All these activities together create a sediment, nutrient and pesticide runoff that threatens the 200 inshore reefs. 28 mil. tons of sediment flow into the Reef on average every year. About 60-80% of freshwater coastal wetlands in the Queensland Wet Tropics have now been lost due to sugarcane growing and other coastal development, which has effectively removed the natural filtration mechanism for water flowing to the Reef. Pesticides from sugarcane are contaminating inshore sea grass meadows.
Action taken
The World Wildlife Fund’s main roles have been to raise awareness of the threat to the inshore reefs and sea grass communities of the Great Barrier Reef from land-based pollution, and to be a catalyst for political action and policy reform.

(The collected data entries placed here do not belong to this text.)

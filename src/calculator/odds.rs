//! Odds-format conversion
//!
//! Bookmakers quote prices as decimal (`2.50`), American (`+150` / `-200`)
//! or fractional (`3/2`). The calculator works in decimal odds only, so
//! everything is converted at the edge.

use std::fmt;
use std::str::FromStr;

use rust_decimal::prelude::ToPrimitive;
use rust_decimal::Decimal;
use rust_decimal_macros::dec;
use serde::{Deserialize, Serialize};

use super::engine::{checked_add, checked_div, checked_mul, checked_sub};
use crate::common::errors::{CalculatorError, Result};
use crate::common::traits::NumericInput;

/// Price quotation convention
#[derive(Debug, Clone, Copy, PartialEq, Eq, Hash, Default, Serialize, Deserialize)]
#[serde(rename_all = "lowercase")]
pub enum OddsFormat {
    #[default]
    Decimal,
    American,
    Fractional,
}

impl fmt::Display for OddsFormat {
    fn fmt(&self, f: &mut fmt::Formatter<'_>) -> fmt::Result {
        match self {
            OddsFormat::Decimal => write!(f, "decimal"),
            OddsFormat::American => write!(f, "american"),
            OddsFormat::Fractional => write!(f, "fractional"),
        }
    }
}

impl FromStr for OddsFormat {
    type Err = String;

    fn from_str(s: &str) -> std::result::Result<Self, Self::Err> {
        match s.trim().to_lowercase().as_str() {
            "decimal" | "eu" => Ok(OddsFormat::Decimal),
            "american" | "us" | "moneyline" => Ok(OddsFormat::American),
            "fractional" | "uk" => Ok(OddsFormat::Fractional),
            other => Err(format!("unknown odds format '{}'", other)),
        }
    }
}

/// A reduced fraction such as `5/2`
#[derive(Debug, Clone, Copy, PartialEq, Eq, Hash, Serialize, Deserialize)]
pub struct Fraction {
    pub numerator: u64,
    pub denominator: u64,
}

impl fmt::Display for Fraction {
    fn fmt(&self, f: &mut fmt::Formatter<'_>) -> fmt::Result {
        write!(f, "{}/{}", self.numerator, self.denominator)
    }
}

/// Parse a quoted price in `format` into decimal odds
///
/// The result is not range-checked; pass it through the validator like any
/// other odds value.
pub fn parse_odds(text: &str, format: OddsFormat) -> Result<Decimal> {
    let trimmed = text.trim();
    match format {
        OddsFormat::Decimal => trimmed
            .to_decimal()
            .ok_or_else(|| CalculatorError::invalid_odds(trimmed, "not a decimal price")),
        OddsFormat::American => {
            let unsigned = trimmed.strip_prefix('+').unwrap_or(trimmed);
            let line = unsigned
                .to_decimal()
                .ok_or_else(|| CalculatorError::invalid_odds(trimmed, "not an American price"))?;
            american_to_decimal(line)
        }
        OddsFormat::Fractional => {
            if matches!(trimmed.to_lowercase().as_str(), "evens" | "evs" | "even") {
                return Ok(dec!(2));
            }
            let (numerator, denominator) = trimmed
                .split_once('/')
                .ok_or_else(|| CalculatorError::invalid_odds(trimmed, "expected n/d"))?;
            let numerator = numerator
                .to_decimal()
                .filter(|n| *n > Decimal::ZERO)
                .ok_or_else(|| CalculatorError::invalid_odds(trimmed, "numerator must be positive"))?;
            let denominator = denominator
                .to_decimal()
                .filter(|d| *d > Decimal::ZERO)
                .ok_or_else(|| {
                    CalculatorError::invalid_odds(trimmed, "denominator must be positive")
                })?;
            checked_div(numerator, denominator, "fractional odds")
                .and_then(|winnings| checked_add(Decimal::ONE, winnings, "fractional odds"))
                .map_err(|_| CalculatorError::invalid_odds(trimmed, "price out of range"))
        }
    }
}

/// `+150 -> 2.5`, `-200 -> 1.5`. Lines strictly between -100 and +100 do not exist.
pub fn american_to_decimal(line: Decimal) -> Result<Decimal> {
    if line.abs() < dec!(100) {
        return Err(CalculatorError::invalid_odds(
            line,
            "American odds must be at least +100 or at most -100",
        ));
    }

    let winnings = if line > Decimal::ZERO {
        checked_div(line, dec!(100), "american odds")
    } else {
        checked_div(dec!(100), line.abs(), "american odds")
    };
    winnings
        .and_then(|w| checked_add(Decimal::ONE, w, "american odds"))
        .map_err(|_| CalculatorError::invalid_odds(line, "price out of range"))
}

/// Decimal odds as an American line, rounded to two places
pub fn decimal_to_american(odds: Decimal) -> Result<Decimal> {
    let winnings = checked_sub(odds, Decimal::ONE, "american line")?;
    if winnings <= Decimal::ZERO {
        return Err(CalculatorError::invalid_odds(odds, "decimal odds must be greater than 1.0"));
    }

    let line = if odds >= dec!(2) {
        checked_mul(winnings, dec!(100), "american line")?
    } else {
        -checked_div(dec!(100), winnings, "american line")?
    };
    Ok(line.round_dp(2))
}

/// Closest fraction to `odds - 1` with a denominator no larger than `max_denominator`
pub fn decimal_to_fractional(odds: Decimal, max_denominator: u64) -> Result<Fraction> {
    let winnings = odds
        .checked_sub(Decimal::ONE)
        .and_then(|w| w.to_f64())
        .filter(|w| *w > 0.0)
        .ok_or_else(|| CalculatorError::invalid_odds(odds, "decimal odds must be greater than 1.0"))?;

    let mut best = Fraction {
        numerator: 1,
        denominator: 1,
    };
    let mut best_error = f64::MAX;

    for denominator in 1..=max_denominator.max(1) {
        let numerator = (winnings * denominator as f64).round().max(1.0);
        let error = (numerator / denominator as f64 - winnings).abs();
        if error < best_error - f64::EPSILON {
            best_error = error;
            best = Fraction {
                numerator: numerator as u64,
                denominator,
            };
        }
        if best_error < 1e-9 {
            break;
        }
    }

    Ok(best)
}

/// Render decimal odds in the requested format
pub fn format_odds(odds: Decimal, format: OddsFormat) -> Result<String> {
    match format {
        OddsFormat::Decimal => Ok(odds.round_dp(3).normalize().to_string()),
        OddsFormat::American => {
            let line = decimal_to_american(odds)?.normalize();
            if line > Decimal::ZERO {
                Ok(format!("+{}", line))
            } else {
                Ok(line.to_string())
            }
        }
        OddsFormat::Fractional => Ok(decimal_to_fractional(odds, 100)?.to_string()),
    }
}

#[cfg(test)]
mod tests {
    use super::*;

    #[test]
    fn test_parse_formats() {
        assert_eq!(parse_odds("2.50", OddsFormat::Decimal).unwrap(), dec!(2.5));
        assert_eq!(parse_odds("+150", OddsFormat::American).unwrap(), dec!(2.5));
        assert_eq!(parse_odds("-200", OddsFormat::American).unwrap(), dec!(1.5));
        assert_eq!(parse_odds("100", OddsFormat::American).unwrap(), dec!(2));
        assert_eq!(parse_odds("5/2", OddsFormat::Fractional).unwrap(), dec!(3.5));
        assert_eq!(parse_odds("evens", OddsFormat::Fractional).unwrap(), dec!(2));
    }

    #[test]
    fn test_parse_rejects_garbage() {
        for (text, format) in [
            ("abc", OddsFormat::Decimal),
            ("+50", OddsFormat::American),
            ("-99", OddsFormat::American),
            ("3/0", OddsFormat::Fractional),
            ("3-1", OddsFormat::Fractional),
            ("0/4", OddsFormat::Fractional),
        ] {
            let err = parse_odds(text, format).unwrap_err();
            assert_eq!(err.kind(), crate::ErrorKind::InvalidOdds, "{} as {}", text, format);
        }
    }

    #[test]
    fn test_parse_huge_prices_is_an_error() {
        let max = Decimal::MAX.to_string();
        for (text, format) in [
            (format!("{}/1", max), OddsFormat::Fractional),
            (format!("{}/0.5", max), OddsFormat::Fractional),
        ] {
            let err = parse_odds(&text, format).unwrap_err();
            assert_eq!(err.kind(), crate::ErrorKind::InvalidOdds, "{} as {}", text, format);
        }

        let err = decimal_to_american(Decimal::MIN).unwrap_err();
        assert_eq!(err.kind(), crate::ErrorKind::ComputationOverflow);
    }

    #[test]
    fn test_to_american() {
        assert_eq!(decimal_to_american(dec!(2.5)).unwrap(), dec!(150));
        assert_eq!(decimal_to_american(dec!(1.5)).unwrap(), dec!(-200));
        assert_eq!(decimal_to_american(dec!(1.91)).unwrap(), dec!(-109.89));
        assert!(decimal_to_american(dec!(1)).is_err());
    }

    #[test]
    fn test_to_fractional() {
        assert_eq!(
            decimal_to_fractional(dec!(3.5), 100).unwrap(),
            Fraction { numerator: 5, denominator: 2 }
        );
        assert_eq!(
            decimal_to_fractional(dec!(1.8), 100).unwrap(),
            Fraction { numerator: 4, denominator: 5 }
        );
        assert_eq!(decimal_to_fractional(dec!(11), 100).unwrap().to_string(), "10/1");
    }

    #[test]
    fn test_format_odds() {
        assert_eq!(format_odds(dec!(2.5), OddsFormat::American).unwrap(), "+150");
        assert_eq!(format_odds(dec!(1.5), OddsFormat::American).unwrap(), "-200");
        assert_eq!(format_odds(dec!(3.5), OddsFormat::Fractional).unwrap(), "5/2");
        assert_eq!(format_odds(dec!(2.1000), OddsFormat::Decimal).unwrap(), "2.1");
    }

    #[test]
    fn test_format_from_str() {
        assert_eq!("US".parse::<OddsFormat>(), Ok(OddsFormat::American));
        assert_eq!("fractional".parse::<OddsFormat>(), Ok(OddsFormat::Fractional));
        assert!("asian".parse::<OddsFormat>().is_err());
    }
}
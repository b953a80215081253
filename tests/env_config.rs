//! Flat environment-variable configuration
//!
//! Kept to a single test in its own binary so no other test observes the
//! variables it sets.

use arbcalc::config::load_from_env;
use arbcalc::{ErrorKind, RoundingMode};
use rust_decimal_macros::dec;

#[test]
fn flat_variables_override_defaults() {
    std::env::set_var("ARBCALC_MAX_ODDS", "250");
    std::env::set_var("ARBCALC_FEE_RATE", "0.02");
    std::env::set_var("ARBCALC_ROUNDING", "ceil");
    std::env::set_var("ARBCALC_DECIMAL_PLACES", "3");

    let config = load_from_env().unwrap();
    assert_eq!(config.limits.max_odds, dec!(250));
    assert_eq!(config.limits.max_stake, dec!(1000000000));
    assert!(config.calculator.include_fees);
    assert_eq!(config.calculator.fee_rate, dec!(0.02));
    assert_eq!(config.calculator.rounding_mode, RoundingMode::Ceil);
    assert_eq!(config.calculator.decimal_places, 3);

    std::env::set_var("ARBCALC_TAX_RATE", "1.5");
    let err = load_from_env().unwrap_err();
    assert_eq!(err.kind(), ErrorKind::Configuration);

    std::env::set_var("ARBCALC_TAX_RATE", "not-a-number");
    let err = load_from_env().unwrap_err();
    assert_eq!(err.kind(), ErrorKind::Configuration);

    for key in [
        "ARBCALC_MAX_ODDS",
        "ARBCALC_FEE_RATE",
        "ARBCALC_TAX_RATE",
        "ARBCALC_ROUNDING",
        "ARBCALC_DECIMAL_PLACES",
    ] {
        std::env::remove_var(key);
    }
}
//! Trait definitions for raw numeric input

use std::str::FromStr;

use rust_decimal::prelude::FromPrimitive;
use rust_decimal::Decimal;

/// Anything a caller may hand the validator as a number
///
/// Form fields arrive as text, programmatic callers pass floats, and chained
/// calculations pass decimals. Implementations return `None` when the value
/// is not a finite number; they never panic.
pub trait NumericInput {
    /// Convert to a decimal, or `None` if not a finite number
    fn to_decimal(&self) -> Option<Decimal>;

    /// Human-readable rendering of the raw value for error messages
    fn describe(&self) -> String;
}

impl NumericInput for f64 {
    fn to_decimal(&self) -> Option<Decimal> {
        if !self.is_finite() {
            return None;
        }
        Decimal::from_f64(*self)
    }

    fn describe(&self) -> String {
        self.to_string()
    }
}

impl NumericInput for f32 {
    fn to_decimal(&self) -> Option<Decimal> {
        if !self.is_finite() {
            return None;
        }
        Decimal::from_f32(*self)
    }

    fn describe(&self) -> String {
        self.to_string()
    }
}

impl NumericInput for Decimal {
    fn to_decimal(&self) -> Option<Decimal> {
        Some(*self)
    }

    fn describe(&self) -> String {
        self.to_string()
    }
}

impl NumericInput for &str {
    fn to_decimal(&self) -> Option<Decimal> {
        let trimmed = self.trim();
        if trimmed.is_empty() {
            return None;
        }
        Decimal::from_str(trimmed)
            .ok()
            .or_else(|| Decimal::from_scientific(trimmed).ok())
    }

    fn describe(&self) -> String {
        format!("'{}'", self)
    }
}

impl NumericInput for &String {
    fn to_decimal(&self) -> Option<Decimal> {
        self.as_str().to_decimal()
    }

    fn describe(&self) -> String {
        self.as_str().describe()
    }
}

#[cfg(test)]
mod tests {
    use super::*;
    use rust_decimal_macros::dec;

    #[test]
    fn test_float_conversion() {
        assert_eq!(2.1_f64.to_decimal(), Some(dec!(2.1)));
        assert_eq!(f64::NAN.to_decimal(), None);
        assert_eq!(f64::INFINITY.to_decimal(), None);
        assert_eq!(f32::NEG_INFINITY.to_decimal(), None);
    }

    #[test]
    fn test_text_conversion() {
        assert_eq!(" 2.50 ".to_decimal(), Some(dec!(2.50)));
        assert_eq!("1e3".to_decimal(), Some(dec!(1000)));
        assert_eq!("".to_decimal(), None);
        assert_eq!("abc".to_decimal(), None);
        assert_eq!("NaN".to_decimal(), None);
        assert_eq!("abc".describe(), "'abc'");
    }
}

Through combined information provision, awareness raising and active lobbying, WWF has been successful in gaining substantial commitments from the national and Queensland state governments for the development of a Reef Water Quality Protection Plan.
Lessons learned
- A combination of approaches accelerates the move to integrated river basin management, e.g. awareness-raising campaigns, lobbying decision-makers and key stakeholders, and carefully researched information and irrefutable evidence of impacts.
- By running a number of initiatives at the same time, WWF and its partners were not forced to rely on a single process.
- Forging strong links with the scientific community is an essential component, e.g. the sugarcane industry had previously run a campaign questioning the science underlying claims that sugarcane production was having adverse impacts on the Great Barrier Reef system.
- There can be ‘win-win’ outcomes when conservation groups form partnerships with industries that are being impacted by land-based pollution e.g. in the case of the Great Barrier Reef, this involved the tourism and commercial and recreational fishing industries.
Importance of the case for IWRM
This case demonstrates how a carefully orchestrated campaign can convincedecision-makers of the importance of integrated river basin management as ameans of reducing land-based marine pollution.